Brief: Find all the lines in the entries below that hold the word "toward" and copy them.

--- Extracted entries ---

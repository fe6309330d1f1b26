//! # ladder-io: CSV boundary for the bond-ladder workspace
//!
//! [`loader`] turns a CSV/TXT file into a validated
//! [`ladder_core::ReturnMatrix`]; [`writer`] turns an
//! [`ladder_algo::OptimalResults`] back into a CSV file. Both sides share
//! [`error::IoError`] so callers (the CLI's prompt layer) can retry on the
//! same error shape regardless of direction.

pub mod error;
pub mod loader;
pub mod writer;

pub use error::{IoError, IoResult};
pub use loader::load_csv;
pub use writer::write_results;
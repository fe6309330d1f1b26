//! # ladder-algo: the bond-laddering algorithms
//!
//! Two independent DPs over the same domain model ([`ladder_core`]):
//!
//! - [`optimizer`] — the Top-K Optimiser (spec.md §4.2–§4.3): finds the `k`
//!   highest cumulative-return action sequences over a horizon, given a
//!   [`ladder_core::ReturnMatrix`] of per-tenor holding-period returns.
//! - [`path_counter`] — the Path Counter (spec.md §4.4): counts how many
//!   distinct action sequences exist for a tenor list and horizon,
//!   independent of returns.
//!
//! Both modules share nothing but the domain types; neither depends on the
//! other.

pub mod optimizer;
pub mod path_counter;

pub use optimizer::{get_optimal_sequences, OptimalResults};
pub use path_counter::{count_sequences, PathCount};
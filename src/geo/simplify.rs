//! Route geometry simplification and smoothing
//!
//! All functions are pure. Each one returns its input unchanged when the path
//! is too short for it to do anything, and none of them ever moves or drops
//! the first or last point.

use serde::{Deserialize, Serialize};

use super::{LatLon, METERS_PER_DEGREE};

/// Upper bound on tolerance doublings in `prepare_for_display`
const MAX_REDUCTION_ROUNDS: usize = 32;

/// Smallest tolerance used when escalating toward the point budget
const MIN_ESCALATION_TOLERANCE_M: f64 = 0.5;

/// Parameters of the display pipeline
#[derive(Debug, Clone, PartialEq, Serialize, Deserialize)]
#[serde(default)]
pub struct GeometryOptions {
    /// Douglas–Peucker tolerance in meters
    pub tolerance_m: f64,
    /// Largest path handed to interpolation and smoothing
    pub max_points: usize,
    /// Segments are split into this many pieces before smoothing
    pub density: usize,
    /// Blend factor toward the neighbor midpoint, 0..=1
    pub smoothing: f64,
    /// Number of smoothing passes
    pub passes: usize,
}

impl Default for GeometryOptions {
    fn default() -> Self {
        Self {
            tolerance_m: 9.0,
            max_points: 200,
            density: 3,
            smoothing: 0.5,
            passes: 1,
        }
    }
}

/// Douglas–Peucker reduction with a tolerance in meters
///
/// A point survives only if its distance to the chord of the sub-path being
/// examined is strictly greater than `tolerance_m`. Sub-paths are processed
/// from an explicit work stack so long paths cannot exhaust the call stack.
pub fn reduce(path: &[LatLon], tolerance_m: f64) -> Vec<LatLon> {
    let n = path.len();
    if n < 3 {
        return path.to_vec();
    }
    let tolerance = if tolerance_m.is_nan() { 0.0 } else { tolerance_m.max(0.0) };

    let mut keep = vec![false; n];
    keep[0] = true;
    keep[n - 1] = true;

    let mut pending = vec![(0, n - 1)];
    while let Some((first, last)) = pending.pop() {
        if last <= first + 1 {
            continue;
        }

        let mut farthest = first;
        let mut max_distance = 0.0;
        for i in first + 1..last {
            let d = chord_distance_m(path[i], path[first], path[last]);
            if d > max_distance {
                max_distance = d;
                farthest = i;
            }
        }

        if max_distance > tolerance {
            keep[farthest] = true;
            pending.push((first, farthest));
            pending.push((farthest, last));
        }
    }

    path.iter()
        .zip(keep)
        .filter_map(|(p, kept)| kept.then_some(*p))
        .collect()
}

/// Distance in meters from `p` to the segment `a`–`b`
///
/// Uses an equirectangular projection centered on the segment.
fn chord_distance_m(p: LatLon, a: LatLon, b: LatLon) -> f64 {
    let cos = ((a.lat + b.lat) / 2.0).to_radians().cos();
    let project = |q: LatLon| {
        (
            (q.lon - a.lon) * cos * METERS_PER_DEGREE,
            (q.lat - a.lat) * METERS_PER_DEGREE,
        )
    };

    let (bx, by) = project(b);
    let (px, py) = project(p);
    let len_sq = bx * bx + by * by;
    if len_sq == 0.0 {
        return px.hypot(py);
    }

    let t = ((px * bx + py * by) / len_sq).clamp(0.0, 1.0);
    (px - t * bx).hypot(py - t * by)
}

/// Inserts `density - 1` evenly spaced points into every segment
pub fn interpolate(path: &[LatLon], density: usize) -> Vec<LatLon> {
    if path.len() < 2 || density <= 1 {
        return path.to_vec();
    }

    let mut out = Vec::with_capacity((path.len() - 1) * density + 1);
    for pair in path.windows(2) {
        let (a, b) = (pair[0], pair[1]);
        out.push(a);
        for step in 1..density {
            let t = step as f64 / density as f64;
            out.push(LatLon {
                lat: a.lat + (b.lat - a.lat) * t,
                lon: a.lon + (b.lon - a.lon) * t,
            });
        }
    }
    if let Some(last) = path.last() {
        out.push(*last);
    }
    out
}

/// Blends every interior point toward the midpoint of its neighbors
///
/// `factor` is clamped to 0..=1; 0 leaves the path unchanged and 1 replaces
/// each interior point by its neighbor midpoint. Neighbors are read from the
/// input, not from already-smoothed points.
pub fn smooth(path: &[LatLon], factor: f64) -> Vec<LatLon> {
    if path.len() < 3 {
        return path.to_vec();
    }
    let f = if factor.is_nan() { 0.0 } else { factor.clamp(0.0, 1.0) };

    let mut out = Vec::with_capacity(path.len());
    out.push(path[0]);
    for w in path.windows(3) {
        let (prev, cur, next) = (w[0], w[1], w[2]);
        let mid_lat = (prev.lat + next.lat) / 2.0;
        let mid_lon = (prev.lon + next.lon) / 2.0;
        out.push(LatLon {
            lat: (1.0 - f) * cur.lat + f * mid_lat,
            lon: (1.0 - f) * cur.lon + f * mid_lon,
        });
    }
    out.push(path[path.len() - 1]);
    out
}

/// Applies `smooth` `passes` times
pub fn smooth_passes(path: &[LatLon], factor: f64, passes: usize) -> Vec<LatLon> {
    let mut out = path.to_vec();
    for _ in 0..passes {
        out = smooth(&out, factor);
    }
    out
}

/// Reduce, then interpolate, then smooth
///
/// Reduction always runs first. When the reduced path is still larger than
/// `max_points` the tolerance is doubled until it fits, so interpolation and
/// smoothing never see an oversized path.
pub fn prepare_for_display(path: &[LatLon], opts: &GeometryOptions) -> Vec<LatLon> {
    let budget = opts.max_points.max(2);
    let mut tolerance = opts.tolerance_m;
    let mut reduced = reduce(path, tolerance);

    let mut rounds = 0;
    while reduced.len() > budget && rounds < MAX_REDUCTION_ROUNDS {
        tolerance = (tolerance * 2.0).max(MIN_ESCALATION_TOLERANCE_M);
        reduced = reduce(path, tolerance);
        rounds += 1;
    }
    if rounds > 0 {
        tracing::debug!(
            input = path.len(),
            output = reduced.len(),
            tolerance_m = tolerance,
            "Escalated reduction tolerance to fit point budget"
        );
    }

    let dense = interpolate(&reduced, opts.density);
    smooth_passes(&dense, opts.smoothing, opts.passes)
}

---
--- Extracted entries ---

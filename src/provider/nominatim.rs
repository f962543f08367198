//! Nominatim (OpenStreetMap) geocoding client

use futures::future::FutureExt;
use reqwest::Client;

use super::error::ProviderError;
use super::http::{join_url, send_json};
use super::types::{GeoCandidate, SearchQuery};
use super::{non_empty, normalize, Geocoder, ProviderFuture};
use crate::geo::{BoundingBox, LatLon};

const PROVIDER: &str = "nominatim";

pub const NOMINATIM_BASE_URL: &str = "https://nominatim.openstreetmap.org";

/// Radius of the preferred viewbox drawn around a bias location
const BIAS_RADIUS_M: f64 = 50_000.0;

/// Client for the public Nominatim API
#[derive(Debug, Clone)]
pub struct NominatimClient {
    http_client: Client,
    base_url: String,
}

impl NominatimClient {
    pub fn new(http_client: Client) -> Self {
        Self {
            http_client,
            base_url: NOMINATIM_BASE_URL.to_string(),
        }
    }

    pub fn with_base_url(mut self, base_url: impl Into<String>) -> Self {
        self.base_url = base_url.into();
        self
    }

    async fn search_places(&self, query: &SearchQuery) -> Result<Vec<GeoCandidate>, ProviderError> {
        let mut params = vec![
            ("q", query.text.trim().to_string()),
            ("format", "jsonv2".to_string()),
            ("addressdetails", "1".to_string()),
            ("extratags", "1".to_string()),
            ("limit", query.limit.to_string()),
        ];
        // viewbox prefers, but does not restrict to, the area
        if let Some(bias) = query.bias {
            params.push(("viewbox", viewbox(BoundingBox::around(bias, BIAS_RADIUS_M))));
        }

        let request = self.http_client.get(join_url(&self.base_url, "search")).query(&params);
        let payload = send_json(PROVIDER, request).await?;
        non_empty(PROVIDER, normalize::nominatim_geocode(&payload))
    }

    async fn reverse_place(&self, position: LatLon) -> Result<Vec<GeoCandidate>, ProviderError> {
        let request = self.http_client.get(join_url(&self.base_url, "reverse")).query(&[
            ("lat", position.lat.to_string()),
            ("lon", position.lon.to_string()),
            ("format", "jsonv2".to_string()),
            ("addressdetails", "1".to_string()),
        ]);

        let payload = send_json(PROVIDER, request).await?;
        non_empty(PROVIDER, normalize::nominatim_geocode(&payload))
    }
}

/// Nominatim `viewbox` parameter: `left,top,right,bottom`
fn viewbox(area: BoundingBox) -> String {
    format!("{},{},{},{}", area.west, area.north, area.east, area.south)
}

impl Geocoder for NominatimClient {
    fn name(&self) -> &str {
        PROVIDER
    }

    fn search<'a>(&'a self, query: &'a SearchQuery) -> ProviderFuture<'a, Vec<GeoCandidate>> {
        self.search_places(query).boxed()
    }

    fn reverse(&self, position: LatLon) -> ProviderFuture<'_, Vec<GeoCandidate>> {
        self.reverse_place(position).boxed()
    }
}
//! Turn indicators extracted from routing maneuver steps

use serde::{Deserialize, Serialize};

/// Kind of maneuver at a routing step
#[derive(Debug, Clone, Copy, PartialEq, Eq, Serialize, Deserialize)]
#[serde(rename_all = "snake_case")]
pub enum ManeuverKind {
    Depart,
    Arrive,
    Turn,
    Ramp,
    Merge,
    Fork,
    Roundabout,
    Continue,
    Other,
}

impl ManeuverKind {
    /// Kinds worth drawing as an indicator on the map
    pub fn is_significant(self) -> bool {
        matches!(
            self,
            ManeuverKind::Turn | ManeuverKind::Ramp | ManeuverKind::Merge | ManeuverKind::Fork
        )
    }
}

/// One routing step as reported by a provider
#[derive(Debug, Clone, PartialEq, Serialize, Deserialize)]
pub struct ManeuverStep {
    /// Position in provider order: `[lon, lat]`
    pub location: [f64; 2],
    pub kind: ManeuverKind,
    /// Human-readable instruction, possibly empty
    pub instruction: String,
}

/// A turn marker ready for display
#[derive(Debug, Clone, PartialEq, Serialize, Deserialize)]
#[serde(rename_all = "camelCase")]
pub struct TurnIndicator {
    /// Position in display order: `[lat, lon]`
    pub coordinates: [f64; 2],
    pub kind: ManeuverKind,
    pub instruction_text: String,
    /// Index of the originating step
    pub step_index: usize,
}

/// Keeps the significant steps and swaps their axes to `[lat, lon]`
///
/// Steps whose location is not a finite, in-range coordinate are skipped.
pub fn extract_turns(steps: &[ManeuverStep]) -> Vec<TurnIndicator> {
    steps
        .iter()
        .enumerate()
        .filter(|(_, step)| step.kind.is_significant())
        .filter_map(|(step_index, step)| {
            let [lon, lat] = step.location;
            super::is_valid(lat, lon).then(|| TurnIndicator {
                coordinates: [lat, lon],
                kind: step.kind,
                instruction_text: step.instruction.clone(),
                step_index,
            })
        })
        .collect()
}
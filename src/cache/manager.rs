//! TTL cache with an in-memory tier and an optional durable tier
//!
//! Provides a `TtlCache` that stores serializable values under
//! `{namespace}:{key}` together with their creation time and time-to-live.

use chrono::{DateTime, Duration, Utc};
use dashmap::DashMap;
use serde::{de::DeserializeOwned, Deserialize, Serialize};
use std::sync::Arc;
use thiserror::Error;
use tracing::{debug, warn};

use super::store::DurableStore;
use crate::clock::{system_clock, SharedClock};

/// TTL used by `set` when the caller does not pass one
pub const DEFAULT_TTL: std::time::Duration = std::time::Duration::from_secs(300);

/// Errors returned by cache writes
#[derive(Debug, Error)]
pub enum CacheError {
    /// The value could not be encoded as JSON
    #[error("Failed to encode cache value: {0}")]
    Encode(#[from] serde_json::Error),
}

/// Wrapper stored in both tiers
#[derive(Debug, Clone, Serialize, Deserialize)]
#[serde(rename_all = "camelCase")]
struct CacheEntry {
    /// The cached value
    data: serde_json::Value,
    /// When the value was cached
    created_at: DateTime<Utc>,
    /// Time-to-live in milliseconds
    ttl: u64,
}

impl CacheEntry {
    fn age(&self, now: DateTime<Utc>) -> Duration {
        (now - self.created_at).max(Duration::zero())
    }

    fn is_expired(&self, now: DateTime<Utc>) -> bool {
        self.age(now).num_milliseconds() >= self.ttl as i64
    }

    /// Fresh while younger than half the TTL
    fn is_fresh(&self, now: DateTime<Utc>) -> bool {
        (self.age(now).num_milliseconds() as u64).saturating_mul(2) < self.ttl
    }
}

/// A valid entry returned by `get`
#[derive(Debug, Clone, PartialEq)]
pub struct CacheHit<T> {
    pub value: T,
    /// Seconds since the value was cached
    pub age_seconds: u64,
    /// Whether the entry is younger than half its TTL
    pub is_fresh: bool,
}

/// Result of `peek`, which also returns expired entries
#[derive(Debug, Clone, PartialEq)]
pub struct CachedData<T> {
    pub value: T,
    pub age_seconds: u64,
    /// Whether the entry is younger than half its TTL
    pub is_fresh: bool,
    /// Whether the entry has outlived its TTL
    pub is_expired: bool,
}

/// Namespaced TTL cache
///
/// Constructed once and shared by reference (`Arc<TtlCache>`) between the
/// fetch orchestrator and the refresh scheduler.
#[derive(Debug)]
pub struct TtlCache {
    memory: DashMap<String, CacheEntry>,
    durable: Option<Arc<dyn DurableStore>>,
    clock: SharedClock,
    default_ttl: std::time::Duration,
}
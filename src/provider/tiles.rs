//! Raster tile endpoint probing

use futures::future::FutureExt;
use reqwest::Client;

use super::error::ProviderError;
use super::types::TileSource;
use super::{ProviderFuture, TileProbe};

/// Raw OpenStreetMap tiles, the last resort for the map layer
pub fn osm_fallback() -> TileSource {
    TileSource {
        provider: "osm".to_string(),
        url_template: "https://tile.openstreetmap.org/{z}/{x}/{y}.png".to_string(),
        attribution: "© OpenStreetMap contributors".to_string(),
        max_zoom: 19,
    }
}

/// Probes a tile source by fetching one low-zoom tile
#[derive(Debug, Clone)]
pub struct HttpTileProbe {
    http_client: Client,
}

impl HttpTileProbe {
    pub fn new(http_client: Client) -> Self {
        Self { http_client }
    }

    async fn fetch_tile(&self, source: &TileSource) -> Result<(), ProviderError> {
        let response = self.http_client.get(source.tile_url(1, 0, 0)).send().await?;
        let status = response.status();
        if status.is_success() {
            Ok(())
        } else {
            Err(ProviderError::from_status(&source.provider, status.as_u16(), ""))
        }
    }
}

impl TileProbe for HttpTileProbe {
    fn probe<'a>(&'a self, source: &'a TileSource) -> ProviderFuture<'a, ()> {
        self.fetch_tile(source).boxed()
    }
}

---

Exercise result:
/// Smallest tolerance used when escalating toward the point budget
    /// Blend factor toward the neighbor midpoint, 0..=1
/// Blends every interior point toward the midpoint of its neighbors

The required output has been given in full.